We weren’t three minutes into our pedicure—or two toes—and already The Observer was getting wasted.
The place was Dashing Diva in Greenwich Village, a chain nail salon with 12 locations in the city and two in California. The place’s decor resembles a little like what might happen if Elle Woods met Malibu Barbie. The only part that isn’t either bright pink or white are the racks of multicolored nail polish on the walls. The pedicure station is a banquette of pink pillows, cut off from the rest of the salon by a wall of mini pearly-pink tiles. It’s a nice place to get plastered.

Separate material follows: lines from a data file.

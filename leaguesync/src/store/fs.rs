//! Filesystem-backed dataset store.
//!
//! Layout under the store root:
//!
//! ```text
//! production/CURRENT            pointer file naming the live version
//! production/versions/<id>/     one directory of dataset files per version
//! backups/<stamp>/              dataset files plus manifest.json
//! working/<run-id>/             per-run working copies
//! ```
//!
//! Every file lands via write-to-temp-then-rename, and promotion is a
//! single rename of the `CURRENT` pointer onto a fully written version
//! directory. A crash at any point leaves either the old production data
//! or the new, never a torn mix.

use std::collections::BTreeMap;
use std::fs;
use std::io::{self, Write};
use std::path::{Path, PathBuf};
use std::time::{SystemTime, UNIX_EPOCH};

use chrono::{DateTime, Utc};
use serde::{Deserialize, Serialize};
use sha2::{Digest, Sha256};
use uuid::Uuid;

use super::{DatasetStore, StoreError};
use crate::record::{Dataset, DatasetKind, DatasetSet, Record};

const MANIFEST_FILE: &str = "manifest.json";

/// What a backup directory claims to contain.
///
/// The manifest is written after every dataset file has landed, so its
/// presence marks the backup as complete. Verification re-reads the
/// dataset files and checks them against these counts and checksums.
#[derive(Debug, Clone, PartialEq, Eq, Serialize, Deserialize)]
pub struct BackupManifest {
    /// When the backup was taken.
    pub created_at: DateTime<Utc>,
    /// Records per dataset at backup time.
    pub row_counts: BTreeMap<DatasetKind, usize>,
    /// SHA-256 of each dataset file's bytes, hex encoded.
    pub checksums: BTreeMap<DatasetKind, String>,
}

/// Dataset store rooted at a data directory on the local filesystem.
#[derive(Debug, Clone)]
pub struct FsDatasetStore {
    root: PathBuf,
}

impl FsDatasetStore {
    /// Creates a store rooted at the given directory.
    ///
    /// Subdirectories are created lazily on first write.
    pub fn new(root: impl Into<PathBuf>) -> Self {
        Self { root: root.into() }
    }

    /// The store's root directory.
    #[must_use]
    pub fn root(&self) -> &Path {
        &self.root
    }

    fn production_dir(&self) -> PathBuf {
        self.root.join("production")
    }

    fn pointer_path(&self) -> PathBuf {
        self.production_dir().join("CURRENT")
    }

    fn versions_dir(&self) -> PathBuf {
        self.production_dir().join("versions")
    }

    fn backup_dir(&self, stamp: &str) -> PathBuf {
        self.root.join("backups").join(stamp)
    }

    fn working_dir(&self, run_id: Uuid) -> PathBuf {
        self.root.join("working").join(run_id.to_string())
    }

    fn current_version(&self) -> Result<Option<String>, StoreError> {
        match fs::read_to_string(self.pointer_path()) {
            Ok(contents) => {
                let version = contents.trim().to_string();
                Ok((!version.is_empty()).then_some(version))
            }
            Err(err) if err.kind() == io::ErrorKind::NotFound => Ok(None),
            Err(source) => Err(StoreError::io(self.pointer_path(), source)),
        }
    }

    fn read_dataset_dir(&self, dir: &Path) -> Result<DatasetSet, StoreError> {
        let mut set = DatasetSet::new();
        for kind in DatasetKind::all() {
            let path = dir.join(kind.file_name());
            let bytes = match fs::read(&path) {
                Ok(bytes) => bytes,
                Err(err) if err.kind() == io::ErrorKind::NotFound => continue,
                Err(source) => return Err(StoreError::io(path, source)),
            };
            let records: Vec<Record> =
                serde_json::from_slice(&bytes).map_err(|source| StoreError::Malformed {
                    path: path.clone(),
                    source,
                })?;
            set.insert(Dataset::from_records(kind, records));
        }
        Ok(set)
    }

    fn write_dataset_dir(&self, dir: &Path, datasets: &DatasetSet) -> Result<(), StoreError> {
        for dataset in datasets.iter() {
            let path = dir.join(dataset.kind().file_name());
            let bytes = serialize_records(dataset.records())
                .map_err(|source| StoreError::io(&path, source.into()))?;
            atomic_write(&path, &bytes)?;
        }
        Ok(())
    }
}

impl DatasetStore for FsDatasetStore {
    fn read_production(&self) -> Result<DatasetSet, StoreError> {
        match self.current_version()? {
            Some(version) => self.read_dataset_dir(&self.versions_dir().join(version)),
            None => Ok(DatasetSet::new()),
        }
    }

    fn write_working(&self, run_id: Uuid, datasets: &DatasetSet) -> Result<(), StoreError> {
        self.write_dataset_dir(&self.working_dir(run_id), datasets)
    }

    fn discard_working(&self, run_id: Uuid) -> Result<(), StoreError> {
        let dir = self.working_dir(run_id);
        match fs::remove_dir_all(&dir) {
            Ok(()) => Ok(()),
            Err(err) if err.kind() == io::ErrorKind::NotFound => Ok(()),
            Err(source) => Err(StoreError::io(dir, source)),
        }
    }

    fn write_backup(&self, stamp: &str, datasets: &DatasetSet) -> Result<(), StoreError> {
        let dir = self.backup_dir(stamp);
        if dir.exists() {
            return Err(StoreError::BackupExists {
                stamp: stamp.to_string(),
            });
        }

        let mut row_counts = BTreeMap::new();
        let mut checksums = BTreeMap::new();
        for dataset in datasets.iter() {
            let path = dir.join(dataset.kind().file_name());
            let bytes = serialize_records(dataset.records())
                .map_err(|source| StoreError::io(&path, source.into()))?;
            atomic_write(&path, &bytes)?;
            row_counts.insert(dataset.kind(), dataset.len());
            checksums.insert(dataset.kind(), sha256_hex(&bytes));
        }

        // The manifest lands last; its presence marks the backup complete.
        let manifest = BackupManifest {
            created_at: Utc::now(),
            row_counts,
            checksums,
        };
        let manifest_path = dir.join(MANIFEST_FILE);
        let bytes = serde_json::to_vec_pretty(&manifest)
            .map_err(|source| StoreError::io(&manifest_path, source.into()))?;
        atomic_write(&manifest_path, &bytes)?;
        tracing::info!(stamp, records = datasets.total_records(), "backup written");
        Ok(())
    }

    fn verify_backup(
        &self,
        stamp: &str,
        expected: &BTreeMap<DatasetKind, usize>,
    ) -> Result<(), StoreError> {
        let dir = self.backup_dir(stamp);
        let manifest_path = dir.join(MANIFEST_FILE);
        let manifest: BackupManifest = match fs::read(&manifest_path) {
            Ok(bytes) => {
                serde_json::from_slice(&bytes).map_err(|source| StoreError::Malformed {
                    path: manifest_path.clone(),
                    source,
                })?
            }
            Err(err) if err.kind() == io::ErrorKind::NotFound => {
                return Err(StoreError::BackupMissing {
                    stamp: stamp.to_string(),
                })
            }
            Err(source) => return Err(StoreError::io(manifest_path, source)),
        };

        for kind in DatasetKind::all() {
            let path = dir.join(kind.file_name());
            let bytes = match fs::read(&path) {
                Ok(bytes) => bytes,
                Err(err) if err.kind() == io::ErrorKind::NotFound => {
                    return Err(StoreError::BackupMissing {
                        stamp: stamp.to_string(),
                    })
                }
                Err(source) => return Err(StoreError::io(path, source)),
            };
            let records: Vec<Record> =
                serde_json::from_slice(&bytes).map_err(|source| StoreError::Malformed {
                    path: path.clone(),
                    source,
                })?;
            if let Some(&expected_count) = expected.get(&kind) {
                if records.len() != expected_count {
                    return Err(StoreError::BackupCountMismatch {
                        stamp: stamp.to_string(),
                        dataset: kind,
                        expected: expected_count,
                        found: records.len(),
                    });
                }
            }
            let matches = manifest
                .checksums
                .get(&kind)
                .is_some_and(|recorded| *recorded == sha256_hex(&bytes));
            if !matches {
                return Err(StoreError::BackupChecksumMismatch {
                    stamp: stamp.to_string(),
                    dataset: kind,
                });
            }
        }
        Ok(())
    }

    fn read_backup(&self, stamp: &str) -> Result<DatasetSet, StoreError> {
        let dir = self.backup_dir(stamp);
        if !dir.is_dir() {
            return Err(StoreError::BackupMissing {
                stamp: stamp.to_string(),
            });
        }
        self.read_dataset_dir(&dir)
    }

    fn list_backups(&self) -> Result<Vec<String>, StoreError> {
        let dir = self.root.join("backups");
        let entries = match fs::read_dir(&dir) {
            Ok(entries) => entries,
            Err(err) if err.kind() == io::ErrorKind::NotFound => return Ok(Vec::new()),
            Err(source) => return Err(StoreError::io(dir, source)),
        };
        let mut stamps = Vec::new();
        for entry in entries {
            let entry = entry.map_err(|source| StoreError::io(&dir, source))?;
            if entry.path().is_dir() {
                stamps.push(entry.file_name().to_string_lossy().into_owned());
            }
        }
        stamps.sort();
        Ok(stamps)
    }

    fn swap_production(&self, datasets: &DatasetSet) -> Result<(), StoreError> {
        let previous = self.current_version()?;
        let version = Uuid::now_v7().to_string();
        self.write_dataset_dir(&self.versions_dir().join(&version), datasets)?;
        atomic_write(&self.pointer_path(), format!("{version}\n").as_bytes())?;
        tracing::info!(%version, records = datasets.total_records(), "production pointer swapped");

        if let Some(previous) = previous {
            let displaced = self.versions_dir().join(&previous);
            if let Err(err) = fs::remove_dir_all(&displaced) {
                if err.kind() != io::ErrorKind::NotFound {
                    tracing::warn!(
                        path = %displaced.display(),
                        error = %err,
                        "failed to prune displaced production version"
                    );
                }
            }
        }
        Ok(())
    }
}

fn serialize_records(records: &[Record]) -> Result<Vec<u8>, serde_json::Error> {
    let mut bytes = serde_json::to_vec_pretty(records)?;
    bytes.push(b'\n');
    Ok(bytes)
}

fn sha256_hex(bytes: &[u8]) -> String {
    let mut hasher = Sha256::new();
    hasher.update(bytes);
    hex::encode(hasher.finalize())
}

/// Writes bytes to a sibling temp file, fsyncs, then renames into place.
fn atomic_write(path: &Path, bytes: &[u8]) -> Result<(), StoreError> {
    let parent = path
        .parent()
        .ok_or_else(|| StoreError::io(path, io::Error::other("path has no parent")))?;
    fs::create_dir_all(parent).map_err(|source| StoreError::io(parent, source))?;

    let name = path
        .file_name()
        .map_or_else(|| "data".to_string(), |n| n.to_string_lossy().into_owned());
    let nanos = SystemTime::now()
        .duration_since(UNIX_EPOCH)
        .map_or(0, |d| d.as_nanos());
    let tmp = parent.join(format!(".{name}.tmp.{}.{nanos}", std::process::id()));

    if let Err(source) = write_then_rename(&tmp, path, bytes) {
        let _ = fs::remove_file(&tmp);
        return Err(StoreError::io(path, source));
    }
    if let Ok(dir) = fs::File::open(parent) {
        let _ = dir.sync_all();
    }
    Ok(())
}

fn write_then_rename(tmp: &Path, path: &Path, bytes: &[u8]) -> io::Result<()> {
    let mut file = fs::File::create(tmp)?;
    file.write_all(bytes)?;
    file.flush()?;
    file.sync_all()?;
    fs::rename(tmp, path)
}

We were there for “Girls Night Out,” a weekly promotion that offers a free Cosmopolitan with any manicure or pedicure on from 6 to 9pm on Thursdays and Fridays. This particular salon touted a one-drink limit (at least that’s what it said on FourSquare), but we knew better. Besides, we were paying $40 for this pedi.
The Observer sipped. Svedka was our best guess. There was only one other customer, and she was not partaking. We felt like the old man at the dive bar—a lost, lonely soul, slinging back cheap whiskeys and searching for a friend. Except this time there was someone scrubbing dead skin off our feet.
The pedicurist noticed the empty glass. “You want more?” she asked.
As she returned with another, we began asking questions. Who makes these? What ingredients do you use? She didn’t know, she said. She just poured them from a jug in the back.
“You very funny,” she said and kept scrubbing.
It was then that the other customer noticed our beverage. “What is that?” she asked.
“It’s a Cosmo.”
“Oh, like on Sex and the City!”
She ordered one, and we felt better. Looser. Thirstier. We asked for one more.
“Usually customer only get one,” she said. “You drunk?”
“No. Are you kidding? Not at all!”
“You drunk! Your face red!”
Was it? Oh, god.
“Listen, I’m a bartender,” we said. “There’s no way I’m drunk off two Cosmos.”
“Ooooo-kay.” She laughed, then she got us another drink.
It’s not uncommon to walk into a salon—whether hair or nail—and have an alcoholic beverage offered to you while your perm sets or your dye soaks or whatever shellac you might have dries. In fact, it’s quite de riguer.
“I’d say most New York City salons serve wine, at least after 3 o’clock,” said Joe, who’s been a hairdresser at upscale salons in the city for seven years. “I don’t really know about like, New Jersey though.”
For most women, this is not news at all. The Observer was served our first glass of wine at age 20, by Joe himself (one of the few reasons he wanted to withhold his last name).
It a wonderful practice, isn’t it. But is it legal?
According to the New York State Liquor Authority, it isn’t—at least, not without a liquor license. And, though a spokeswoman for NYLA said she was “sure there are a couple” licensed salons in the state, the authority was unable to name any. “We don’t organize them that way,” she said.
The Observer attempted a painstaking, manual search through the list of 30,445 licensed venues in New York county, but we could not find a single licensed hair salon.
Salons in general don’t profit from alcohol. They serve it up gratis—either as a polite gesture, an attempt to allay the anxiety that can accompany a radical haircut, or a marketing tactic. Which is why going through the hassle of procuring a license hardly seems worth the trouble. Especially since, as Joe told us, salons have been serving alcohol without complaint for “as far as I know, forever and ever and ever.”
They just don’t know they’re violating the law.
At the high-profile John Barrett salon above Bergdorf Goodman, Heather, a manager who declined to give her last name, wondered why we were asking if they served wine. After all, what did it matter? “I’m pretty sure it’s legal to serve it, as long as we’re not selling it,” she said.
We told her the truth. We also told her that we had been told that the salon did in fact serve wine—by the receptionist! Like two minutes ago!
She explained that yes, the salon would offer wine, but added that technically customers would be buying it from the restaurant downstairs. “We’re a corporate salon,” she said, “so we have to cover our asses.”